(Supplied data Opens)

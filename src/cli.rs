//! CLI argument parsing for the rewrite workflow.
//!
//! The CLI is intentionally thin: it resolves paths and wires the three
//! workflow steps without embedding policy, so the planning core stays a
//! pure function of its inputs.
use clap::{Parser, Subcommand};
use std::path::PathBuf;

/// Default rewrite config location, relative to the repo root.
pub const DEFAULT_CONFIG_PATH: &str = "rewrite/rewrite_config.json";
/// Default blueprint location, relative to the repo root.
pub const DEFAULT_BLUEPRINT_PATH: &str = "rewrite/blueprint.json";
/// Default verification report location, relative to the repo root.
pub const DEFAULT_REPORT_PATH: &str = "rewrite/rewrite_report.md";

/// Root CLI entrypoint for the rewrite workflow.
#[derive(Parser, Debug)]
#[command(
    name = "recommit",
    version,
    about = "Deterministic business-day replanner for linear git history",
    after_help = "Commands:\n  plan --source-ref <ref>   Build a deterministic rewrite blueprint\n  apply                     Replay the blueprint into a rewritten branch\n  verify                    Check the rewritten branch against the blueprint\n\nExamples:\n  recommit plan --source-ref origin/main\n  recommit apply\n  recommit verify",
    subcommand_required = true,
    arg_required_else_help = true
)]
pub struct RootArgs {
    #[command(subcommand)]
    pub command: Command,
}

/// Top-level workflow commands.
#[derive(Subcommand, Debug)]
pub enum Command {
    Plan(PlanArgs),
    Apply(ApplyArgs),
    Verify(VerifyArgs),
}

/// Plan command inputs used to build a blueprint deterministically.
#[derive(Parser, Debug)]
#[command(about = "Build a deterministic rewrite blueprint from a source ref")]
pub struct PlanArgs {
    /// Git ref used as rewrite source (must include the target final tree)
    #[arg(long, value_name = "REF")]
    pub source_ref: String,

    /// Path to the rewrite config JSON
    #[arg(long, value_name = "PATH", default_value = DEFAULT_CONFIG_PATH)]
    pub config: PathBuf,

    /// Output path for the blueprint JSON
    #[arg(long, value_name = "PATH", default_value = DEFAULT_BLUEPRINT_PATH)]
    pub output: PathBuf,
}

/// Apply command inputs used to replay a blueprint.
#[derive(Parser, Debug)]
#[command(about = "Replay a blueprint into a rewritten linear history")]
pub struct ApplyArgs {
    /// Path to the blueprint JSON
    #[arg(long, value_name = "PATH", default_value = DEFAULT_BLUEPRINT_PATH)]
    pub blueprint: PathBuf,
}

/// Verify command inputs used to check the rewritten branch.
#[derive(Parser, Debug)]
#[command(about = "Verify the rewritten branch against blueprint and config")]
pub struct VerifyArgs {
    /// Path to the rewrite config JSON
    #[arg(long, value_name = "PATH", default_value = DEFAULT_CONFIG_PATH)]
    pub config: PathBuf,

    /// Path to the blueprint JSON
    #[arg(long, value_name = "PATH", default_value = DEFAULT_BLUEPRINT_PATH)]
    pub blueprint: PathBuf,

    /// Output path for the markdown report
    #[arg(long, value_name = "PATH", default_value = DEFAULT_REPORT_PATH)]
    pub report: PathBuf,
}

(Supplied data Closes)

# [Problem]
Show each line of the material that includes the word "rewritten".

# [Result for this exercise]
    after_help = "Commands:\n  plan --source-ref <ref>   Build a deterministic rewrite blueprint\n  apply                     Replay the blueprint into a rewritten branch\n  verify                    Check the rewritten branch against the blueprint\n\nExamples:\n  recommit plan --source-ref origin/main\n  recommit apply\n  recommit verify",
#[command(about = "Replay a blueprint into a rewritten linear history")]
/// Verify command inputs used to check the rewritten branch.
#[command(about = "Verify the rewritten branch against blueprint and config")]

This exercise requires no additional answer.